During development of the nervous system, neurons extend axons over considerable distances in a highly stereospecific fashion in order to innervate their targets in an appropriate manner. This involves the recognition, by the axonal growth cone, of guidance cues that determine the pathway taken by the axons. These guidance cues can act to promote and/or repel growth cone advance. The directed growth of axons is partly governed by cell adhesion molecules (CAMs) on the neuronal growth cone that bind to CAMs on the surface of other axons or nonneuronal cells. In vitro assays have established the importance of the CAMs ((neural cell adhesion molecule NCAM), N-cadherin, and L1) in promoting axonal growth over cells. Compelling evidence implicates the fibroblast growth factor receptor tyrosine kinase as the primary signal transduction molecule in the CAM pathway. CAMs are important constituents of synapses, and they appear to play important and diverse roles in regulating synaptic plasticity associated with learning and memory. Synthetic NCAM peptide mimetics corresponding to the binding site of NCAM for the fibroblast growth factor receptor promote synaptogenesis, enhance presynaptic function, and facilitate memory consolidation.

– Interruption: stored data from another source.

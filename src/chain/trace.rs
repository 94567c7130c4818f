// SPDX-License-Identifier: AGPL-3.0-or-later
//
// Copyright (C) 2026 Relational Network

//! # Trace Flattening and Operation Derivation
//!
//! Turns the nested `callTracer` output of one transaction into the ordered
//! operation list of that transaction:
//!
//! 1. Two `FEE` operations (sender pays, sealer receives), indices 0 and 1.
//! 2. One debit/credit pair per value-moving call frame, in pre-order.
//! 3. One `DESTRUCT` operation per self-destructed account that still holds
//!    funds once every frame has been applied.

use std::collections::BTreeMap;

use alloy::primitives::{Address, I256, U256};
use serde_json::Value;

use super::types::{Call, FlatCall, LoadedTransaction};
use super::{credit, debit, op_types, status, CALL_KINDS, CREATE_KINDS};
use crate::models::{
    AccountIdentifier, JsonMap, Operation, OperationIdentifier, Transaction,
    TransactionIdentifier,
};

/// Errors raised while deriving operations.
#[derive(Debug, Clone, PartialEq, Eq, thiserror::Error)]
pub enum TraceError {
    #[error("negative balance for destroyed account {account}: {balance}")]
    NegativeDestroyedBalance { account: Address, balance: I256 },

    #[error("call value {0} does not fit a signed balance")]
    ValueOverflow(U256),

    #[error("invalid trace: {0}")]
    Decode(String),
}

// =============================================================================
// Flattening
// =============================================================================

/// Pre-order projection of a call tree.
///
/// A reverted frame marks every descendant that is not itself reverted as
/// reverted, carrying the frame's error message down.
pub fn flatten(root: &Call) -> Vec<FlatCall> {
    let mut out = Vec::new();
    visit(root, None, &mut out);
    out
}

fn visit(call: &Call, reverted_parent: Option<&Option<String>>, out: &mut Vec<FlatCall>) {
    let own_revert = call.revert || call.error.is_some();
    let (revert, error) = match reverted_parent {
        Some(parent_error) if !own_revert => (true, parent_error.clone()),
        Some(parent_error) => (true, call.error.clone().or_else(|| parent_error.clone())),
        None => (own_revert, call.error.clone()),
    };

    out.push(FlatCall {
        kind: call.kind.to_ascii_uppercase(),
        from: call.from,
        to: call.to,
        value: call.value.unwrap_or_default(),
        gas_used: call.gas_used.unwrap_or_default(),
        revert,
        error: error.clone(),
    });

    let inherited = revert.then_some(&error);
    for child in &call.calls {
        visit(child, inherited, out);
    }
}

// =============================================================================
// Derivation
// =============================================================================

/// Derive the operations of `calls`, numbering them from `start`.
pub fn derive_operations(calls: &[FlatCall], start: i64) -> Result<Vec<Operation>, TraceError> {
    let mut ops: Vec<Operation> = Vec::new();
    let mut destroyed: BTreeMap<Address, I256> = BTreeMap::new();

    for call in calls {
        let zero_value = call.value.is_zero();
        let succeeded = !call.revert;
        let should_add = !(zero_value && CALL_KINDS.contains(&call.kind.as_str()));
        let signed_value =
            I256::try_from(call.value).map_err(|_| TraceError::ValueOverflow(call.value))?;

        let metadata = call.error.as_ref().filter(|_| call.revert).map(|error| {
            let mut map = JsonMap::new();
            map.insert("error".to_string(), Value::String(error.clone()));
            map
        });
        let op_status = if succeeded { status::SUCCESS } else { status::FAIL };

        if should_add {
            if !zero_value && succeeded {
                if let Some(balance) = destroyed.get_mut(&call.from) {
                    *balance -= signed_value;
                }
            }
            ops.push(Operation {
                operation_identifier: OperationIdentifier {
                    index: start + ops.len() as i64,
                },
                related_operations: None,
                kind: call.kind.clone(),
                status: Some(op_status.to_string()),
                account: Some(AccountIdentifier::new(call.from.to_checksum(None))),
                amount: (!zero_value).then(|| debit(call.value)),
                metadata: metadata.clone(),
            });
        }

        if call.kind == op_types::SELFDESTRUCT {
            // The balance is zeroed after the transfer, so paying oneself moves nothing.
            destroyed.insert(call.from, I256::ZERO);
            if call.to == Some(call.from) {
                continue;
            }
        }

        let Some(to) = call.to else {
            continue;
        };

        if CREATE_KINDS.contains(&call.kind.as_str()) {
            destroyed.remove(&to);
        }

        if should_add {
            if !zero_value && succeeded {
                if let Some(balance) = destroyed.get_mut(&to) {
                    *balance += signed_value;
                }
            }
            let from_index = start + ops.len() as i64 - 1;
            ops.push(Operation {
                operation_identifier: OperationIdentifier {
                    index: from_index + 1,
                },
                related_operations: Some(vec![OperationIdentifier { index: from_index }]),
                kind: call.kind.clone(),
                status: Some(op_status.to_string()),
                account: Some(AccountIdentifier::new(to.to_checksum(None))),
                amount: (!zero_value).then(|| credit(call.value)),
                metadata,
            });
        }
    }

    for (account, balance) in destroyed {
        if balance.is_zero() {
            continue;
        }
        if balance.is_negative() {
            tracing::error!(
                account = %account,
                balance = %balance,
                "negative balance for destroyed account"
            );
            return Err(TraceError::NegativeDestroyedBalance { account, balance });
        }
        ops.push(Operation {
            operation_identifier: OperationIdentifier {
                index: start + ops.len() as i64,
            },
            related_operations: None,
            kind: op_types::DESTRUCT.to_string(),
            status: Some(status::SUCCESS.to_string()),
            account: Some(AccountIdentifier::new(account.to_checksum(None))),
            amount: Some(debit(balance.unsigned_abs())),
            metadata: None,
        });
    }

    Ok(ops)
}

/// The two fee operations every transaction opens with.
pub fn fee_operations(tx: &LoadedTransaction) -> Vec<Operation> {
    vec![
        Operation {
            operation_identifier: OperationIdentifier { index: 0 },
            related_operations: None,
            kind: op_types::FEE.to_string(),
            status: Some(status::SUCCESS.to_string()),
            account: Some(AccountIdentifier::new(tx.sender.to_checksum(None))),
            amount: Some(debit(tx.fee)),
            metadata: None,
        },
        Operation {
            operation_identifier: OperationIdentifier { index: 1 },
            related_operations: Some(vec![OperationIdentifier { index: 0 }]),
            kind: op_types::FEE.to_string(),
            status: Some(status::SUCCESS.to_string()),
            account: Some(AccountIdentifier::new(tx.miner.to_checksum(None))),
            amount: Some(credit(tx.fee)),
            metadata: None,
        },
    ]
}

/// Build the Rosetta transaction for one loaded transaction.
pub fn populate_transaction(tx: &LoadedTransaction) -> Result<Transaction, TraceError> {
    let root: Call = serde_json::from_str(tx.trace.get())
        .map_err(|e| TraceError::Decode(format!("trace of {}: {e}", tx.transaction.hash)))?;
    let receipt: Value = serde_json::from_str(tx.receipt.get())
        .map_err(|e| TraceError::Decode(format!("receipt of {}: {e}", tx.transaction.hash)))?;
    let trace: Value = serde_json::from_str(tx.trace.get())
        .map_err(|e| TraceError::Decode(format!("trace of {}: {e}", tx.transaction.hash)))?;

    let mut operations = fee_operations(tx);
    let flat = flatten(&root);
    operations.extend(derive_operations(&flat, operations.len() as i64)?);

    let mut metadata = JsonMap::new();
    metadata.insert(
        "gas_limit".to_string(),
        Value::String(format!("{:#x}", tx.transaction.gas)),
    );
    metadata.insert(
        "gas_price".to_string(),
        Value::String(format!("0x{:x}", tx.transaction.gas_price)),
    );
    metadata.insert("receipt".to_string(), receipt);
    metadata.insert("trace".to_string(), trace);

    Ok(Transaction {
        transaction_identifier: TransactionIdentifier {
            hash: tx.transaction.hash.to_string(),
        },
        operations,
        metadata: Some(metadata),
    })
}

Dimeric versions of functional binding motifs of N-cadherin behave as N-cadherin agonists, promoting both neuritogenesis and neuronal cell survival. Negative extracellular signals that physically direct neurite growth have also been described. The latter include the myelin inhibitory proteins, Nogo, myelin-associated glycoprotein, and oligodendrocyte-myelin glycoprotein. Potentiation of outgrowth-promoting signals, together with antagonism of myelin proteins or their convergent receptor, NgR, and its second messenger pathways, may provide new opportunities in the rational design of treatments for acute brain injury and neurodegenerative disorders.